**Your assignment**.
Every record must reappear in the answer exactly as given.

**Data excerpts**.
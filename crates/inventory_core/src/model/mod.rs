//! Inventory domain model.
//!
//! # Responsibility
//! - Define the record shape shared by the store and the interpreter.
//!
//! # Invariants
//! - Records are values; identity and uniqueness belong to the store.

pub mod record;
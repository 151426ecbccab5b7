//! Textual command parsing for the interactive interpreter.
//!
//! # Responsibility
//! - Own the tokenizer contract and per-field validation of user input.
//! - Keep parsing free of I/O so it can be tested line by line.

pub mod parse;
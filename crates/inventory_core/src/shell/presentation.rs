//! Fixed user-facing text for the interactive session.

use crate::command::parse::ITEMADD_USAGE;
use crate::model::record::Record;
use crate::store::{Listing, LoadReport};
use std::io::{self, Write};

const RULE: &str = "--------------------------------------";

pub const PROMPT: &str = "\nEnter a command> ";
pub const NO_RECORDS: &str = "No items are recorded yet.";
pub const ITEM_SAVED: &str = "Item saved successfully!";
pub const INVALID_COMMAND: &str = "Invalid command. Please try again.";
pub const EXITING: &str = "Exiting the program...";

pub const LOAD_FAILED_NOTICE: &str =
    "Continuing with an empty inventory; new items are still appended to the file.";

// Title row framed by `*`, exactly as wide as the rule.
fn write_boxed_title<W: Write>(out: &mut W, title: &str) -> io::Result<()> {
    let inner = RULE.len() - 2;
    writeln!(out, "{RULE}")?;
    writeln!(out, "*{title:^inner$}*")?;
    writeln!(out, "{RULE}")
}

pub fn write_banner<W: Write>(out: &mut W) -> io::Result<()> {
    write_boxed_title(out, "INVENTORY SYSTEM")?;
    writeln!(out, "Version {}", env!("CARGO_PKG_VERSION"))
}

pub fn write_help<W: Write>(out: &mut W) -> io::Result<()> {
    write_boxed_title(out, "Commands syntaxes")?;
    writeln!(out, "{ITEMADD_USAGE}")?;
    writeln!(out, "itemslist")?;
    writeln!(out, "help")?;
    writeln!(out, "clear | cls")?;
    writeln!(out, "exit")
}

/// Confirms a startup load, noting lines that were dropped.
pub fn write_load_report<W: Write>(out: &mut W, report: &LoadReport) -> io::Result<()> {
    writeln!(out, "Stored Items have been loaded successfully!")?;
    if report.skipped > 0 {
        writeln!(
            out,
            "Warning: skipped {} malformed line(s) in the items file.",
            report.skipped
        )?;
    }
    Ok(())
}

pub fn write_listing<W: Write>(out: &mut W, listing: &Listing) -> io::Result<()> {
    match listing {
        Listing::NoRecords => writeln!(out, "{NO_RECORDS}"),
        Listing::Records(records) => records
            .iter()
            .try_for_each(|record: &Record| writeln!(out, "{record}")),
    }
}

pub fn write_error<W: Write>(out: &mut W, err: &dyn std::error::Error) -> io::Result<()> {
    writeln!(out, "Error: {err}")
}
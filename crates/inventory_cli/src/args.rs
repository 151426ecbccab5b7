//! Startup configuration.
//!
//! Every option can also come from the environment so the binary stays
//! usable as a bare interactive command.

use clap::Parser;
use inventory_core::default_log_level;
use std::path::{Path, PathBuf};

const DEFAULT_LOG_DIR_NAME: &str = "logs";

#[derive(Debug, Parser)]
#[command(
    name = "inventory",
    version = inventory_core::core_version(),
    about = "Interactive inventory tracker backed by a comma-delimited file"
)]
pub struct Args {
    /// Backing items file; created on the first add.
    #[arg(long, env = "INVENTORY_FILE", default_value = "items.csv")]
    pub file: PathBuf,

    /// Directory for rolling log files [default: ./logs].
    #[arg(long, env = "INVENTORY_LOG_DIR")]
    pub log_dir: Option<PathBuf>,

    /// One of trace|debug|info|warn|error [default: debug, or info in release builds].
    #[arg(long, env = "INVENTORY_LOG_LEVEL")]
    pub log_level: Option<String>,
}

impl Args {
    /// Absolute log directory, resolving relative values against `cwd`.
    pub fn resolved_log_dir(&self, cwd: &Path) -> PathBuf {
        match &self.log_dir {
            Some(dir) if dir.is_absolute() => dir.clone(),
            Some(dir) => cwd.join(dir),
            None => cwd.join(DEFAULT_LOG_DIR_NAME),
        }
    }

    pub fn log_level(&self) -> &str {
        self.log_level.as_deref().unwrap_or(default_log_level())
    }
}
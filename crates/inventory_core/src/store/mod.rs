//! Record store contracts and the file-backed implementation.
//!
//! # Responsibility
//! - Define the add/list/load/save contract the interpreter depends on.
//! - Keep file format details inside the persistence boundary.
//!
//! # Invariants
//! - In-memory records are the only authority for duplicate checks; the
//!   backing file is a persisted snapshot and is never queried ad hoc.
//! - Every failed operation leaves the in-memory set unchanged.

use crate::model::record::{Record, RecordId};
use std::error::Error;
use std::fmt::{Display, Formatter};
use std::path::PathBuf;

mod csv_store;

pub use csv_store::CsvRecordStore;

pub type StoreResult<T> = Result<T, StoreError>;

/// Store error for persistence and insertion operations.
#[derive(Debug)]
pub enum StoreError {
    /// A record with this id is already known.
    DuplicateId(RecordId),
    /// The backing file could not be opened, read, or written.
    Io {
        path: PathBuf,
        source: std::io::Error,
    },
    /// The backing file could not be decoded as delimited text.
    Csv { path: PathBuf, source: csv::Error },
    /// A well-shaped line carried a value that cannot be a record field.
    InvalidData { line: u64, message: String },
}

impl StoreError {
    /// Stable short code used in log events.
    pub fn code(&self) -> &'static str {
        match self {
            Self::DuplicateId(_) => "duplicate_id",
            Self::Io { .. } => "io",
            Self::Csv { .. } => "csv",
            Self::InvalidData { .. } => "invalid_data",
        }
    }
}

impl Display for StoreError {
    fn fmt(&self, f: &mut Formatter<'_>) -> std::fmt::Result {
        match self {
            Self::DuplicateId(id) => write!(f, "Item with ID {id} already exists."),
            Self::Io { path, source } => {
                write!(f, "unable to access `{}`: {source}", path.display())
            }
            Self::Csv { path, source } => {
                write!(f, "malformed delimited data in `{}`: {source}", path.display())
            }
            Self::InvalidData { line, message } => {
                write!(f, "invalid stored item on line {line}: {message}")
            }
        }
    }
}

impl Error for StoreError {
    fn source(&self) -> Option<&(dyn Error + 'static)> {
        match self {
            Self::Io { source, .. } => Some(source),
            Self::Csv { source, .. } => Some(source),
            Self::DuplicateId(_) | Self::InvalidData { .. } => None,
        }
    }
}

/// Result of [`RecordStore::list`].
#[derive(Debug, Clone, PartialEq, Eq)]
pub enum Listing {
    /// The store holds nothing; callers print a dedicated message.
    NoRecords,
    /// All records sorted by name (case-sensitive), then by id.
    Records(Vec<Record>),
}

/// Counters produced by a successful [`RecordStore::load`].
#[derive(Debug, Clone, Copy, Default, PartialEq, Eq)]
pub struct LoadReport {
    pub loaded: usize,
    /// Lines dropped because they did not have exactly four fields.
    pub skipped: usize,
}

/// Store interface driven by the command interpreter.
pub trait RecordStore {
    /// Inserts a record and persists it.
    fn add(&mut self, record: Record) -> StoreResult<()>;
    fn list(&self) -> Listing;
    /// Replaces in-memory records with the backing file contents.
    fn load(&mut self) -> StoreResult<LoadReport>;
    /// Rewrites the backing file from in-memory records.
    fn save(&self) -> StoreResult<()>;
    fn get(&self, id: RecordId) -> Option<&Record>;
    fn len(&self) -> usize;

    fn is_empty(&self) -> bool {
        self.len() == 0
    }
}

**Reply to the exercise**.
filename crates/inventory_core/src/model/mod.rs
//! Inventory domain model.
//!
//! # Responsibility
//! - Define the record shape shared by the store and the interpreter.
//!
//! # Invariants
//! - Records are values; identity and uniqueness belong to the store.

pub mod record;
repository 151426ecbccab5b7
//! Textual command parsing for the interactive interpreter.
//!
//! # Responsibility
//! - Own the tokenizer contract and per-field validation of user input.
//! - Keep parsing free of I/O so it can be tested line by line.

pub mod parse;
filename crates/inventory_core/src/shell/presentation.rs
//! Fixed user-facing text for the interactive session.

use crate::command::parse::ITEMADD_USAGE;
use crate::model::record::Record;
use crate::store::{Listing, LoadReport};
use std::io::{self, Write};

const RULE: &str = "--------------------------------------";

pub const PROMPT: &str = "\nEnter a command> ";
pub const NO_RECORDS: &str = "No items are recorded yet.";
pub const ITEM_SAVED: &str = "Item saved successfully!";
pub const INVALID_COMMAND: &str = "Invalid command. Please try again.";
pub const EXITING: &str = "Exiting the program...";

pub const LOAD_FAILED_NOTICE: &str =
    "Continuing with an empty inventory; new items are still appended to the file.";

// Title row framed by `*`, exactly as wide as the rule.
fn write_boxed_title<W: Write>(out: &mut W, title: &str) -> io::Result<()> {
    let inner = RULE.len() - 2;
    writeln!(out, "{RULE}")?;
    writeln!(out, "*{title:^inner$}*")?;
    writeln!(out, "{RULE}")
}

pub fn write_banner<W: Write>(out: &mut W) -> io::Result<()> {
    write_boxed_title(out, "INVENTORY SYSTEM")?;
    writeln!(out, "Version {}", env!("CARGO_PKG_VERSION"))
}

pub fn write_help<W: Write>(out: &mut W) -> io::Result<()> {
    write_boxed_title(out, "Commands syntaxes")?;
    writeln!(out, "{ITEMADD_USAGE}")?;
    writeln!(out, "itemslist")?;
    writeln!(out, "help")?;
    writeln!(out, "clear | cls")?;
    writeln!(out, "exit")
}

/// Confirms a startup load, noting lines that were dropped.
pub fn write_load_report<W: Write>(out: &mut W, report: &LoadReport) -> io::Result<()> {
    writeln!(out, "Stored Items have been loaded successfully!")?;
    if report.skipped > 0 {
        writeln!(
            out,
            "Warning: skipped {} malformed line(s) in the items file.",
            report.skipped
        )?;
    }
    Ok(())
}

pub fn write_listing<W: Write>(out: &mut W, listing: &Listing) -> io::Result<()> {
    match listing {
        Listing::NoRecords => writeln!(out, "{NO_RECORDS}"),
        Listing::Records(records) => records
            .iter()
            .try_for_each(|record: &Record| writeln!(out, "{record}")),
    }
}

pub fn write_error<W: Write>(out: &mut W, err: &dyn std::error::Error) -> io::Result<()> {
    writeln!(out, "Error: {err}")
}
filename crates/inventory_cli/src/args.rs
repository 151426ecbccab5b7
//! Startup configuration.
//!
//! Every option can also come from the environment so the binary stays
//! usable as a bare interactive command.

use clap::Parser;
use inventory_core::default_log_level;
use std::path::{Path, PathBuf};

const DEFAULT_LOG_DIR_NAME: &str = "logs";

#[derive(Debug, Parser)]
#[command(
    name = "inventory",
    version = inventory_core::core_version(),
    about = "Interactive inventory tracker backed by a comma-delimited file"
)]
pub struct Args {
    /// Backing items file; created on the first add.
    #[arg(long, env = "INVENTORY_FILE", default_value = "items.csv")]
    pub file: PathBuf,

    /// Directory for rolling log files [default: ./logs].
    #[arg(long, env = "INVENTORY_LOG_DIR")]
    pub log_dir: Option<PathBuf>,

    /// One of trace|debug|info|warn|error [default: debug, or info in release builds].
    #[arg(long, env = "INVENTORY_LOG_LEVEL")]
    pub log_level: Option<String>,
}

impl Args {
    /// Absolute log directory, resolving relative values against `cwd`.
    pub fn resolved_log_dir(&self, cwd: &Path) -> PathBuf {
        match &self.log_dir {
            Some(dir) if dir.is_absolute() => dir.clone(),
            Some(dir) => cwd.join(dir),
            None => cwd.join(DEFAULT_LOG_DIR_NAME),
        }
    }

    pub fn log_level(&self) -> &str {
        self.log_level.as_deref().unwrap_or(default_log_level())
    }
}
filename crates/inventory_core/src/store/mod.rs
//! Record store contracts and the file-backed implementation.
//!
//! # Responsibility
//! - Define the add/list/load/save contract the interpreter depends on.
//! - Keep file format details inside the persistence boundary.
//!
//! # Invariants
//! - In-memory records are the only authority for duplicate checks; the
//!   backing file is a persisted snapshot and is never queried ad hoc.
//! - Every failed operation leaves the in-memory set unchanged.

use crate::model::record::{Record, RecordId};
use std::error::Error;
use std::fmt::{Display, Formatter};
use std::path::PathBuf;

mod csv_store;

pub use csv_store::CsvRecordStore;

pub type StoreResult<T> = Result<T, StoreError>;

/// Store error for persistence and insertion operations.
#[derive(Debug)]
pub enum StoreError {
    /// A record with this id is already known.
    DuplicateId(RecordId),
    /// The backing file could not be opened, read, or written.
    Io {
        path: PathBuf,
        source: std::io::Error,
    },
    /// The backing file could not be decoded as delimited text.
    Csv { path: PathBuf, source: csv::Error },
    /// A well-shaped line carried a value that cannot be a record field.
    InvalidData { line: u64, message: String },
}

impl StoreError {
    /// Stable short code used in log events.
    pub fn code(&self) -> &'static str {
        match self {
            Self::DuplicateId(_) => "duplicate_id",
            Self::Io { .. } => "io",
            Self::Csv { .. } => "csv",
            Self::InvalidData { .. } => "invalid_data",
        }
    }
}

impl Display for StoreError {
    fn fmt(&self, f: &mut Formatter<'_>) -> std::fmt::Result {
        match self {
            Self::DuplicateId(id) => write!(f, "Item with ID {id} already exists."),
            Self::Io { path, source } => {
                write!(f, "unable to access `{}`: {source}", path.display())
            }
            Self::Csv { path, source } => {
                write!(f, "malformed delimited data in `{}`: {source}", path.display())
            }
            Self::InvalidData { line, message } => {
                write!(f, "invalid stored item on line {line}: {message}")
            }
        }
    }
}

impl Error for StoreError {
    fn source(&self) -> Option<&(dyn Error + 'static)> {
        match self {
            Self::Io { source, .. } => Some(source),
            Self::Csv { source, .. } => Some(source),
            Self::DuplicateId(_) | Self::InvalidData { .. } => None,
        }
    }
}

/// Result of [`RecordStore::list`].
#[derive(Debug, Clone, PartialEq, Eq)]
pub enum Listing {
    /// The store holds nothing; callers print a dedicated message.
    NoRecords,
    /// All records sorted by name (case-sensitive), then by id.
    Records(Vec<Record>),
}

/// Counters produced by a successful [`RecordStore::load`].
#[derive(Debug, Clone, Copy, Default, PartialEq, Eq)]
pub struct LoadReport {
    pub loaded: usize,
    /// Lines dropped because they did not have exactly four fields.
    pub skipped: usize,
}

/// Store interface driven by the command interpreter.
pub trait RecordStore {
    /// Inserts a record and persists it.
    fn add(&mut self, record: Record) -> StoreResult<()>;
    fn list(&self) -> Listing;
    /// Replaces in-memory records with the backing file contents.
    fn load(&mut self) -> StoreResult<LoadReport>;
    /// Rewrites the backing file from in-memory records.
    fn save(&self) -> StoreResult<()>;
    fn get(&self, id: RecordId) -> Option<&Record>;
    fn len(&self) -> usize;

    fn is_empty(&self) -> bool {
        self.len() == 0
    }
}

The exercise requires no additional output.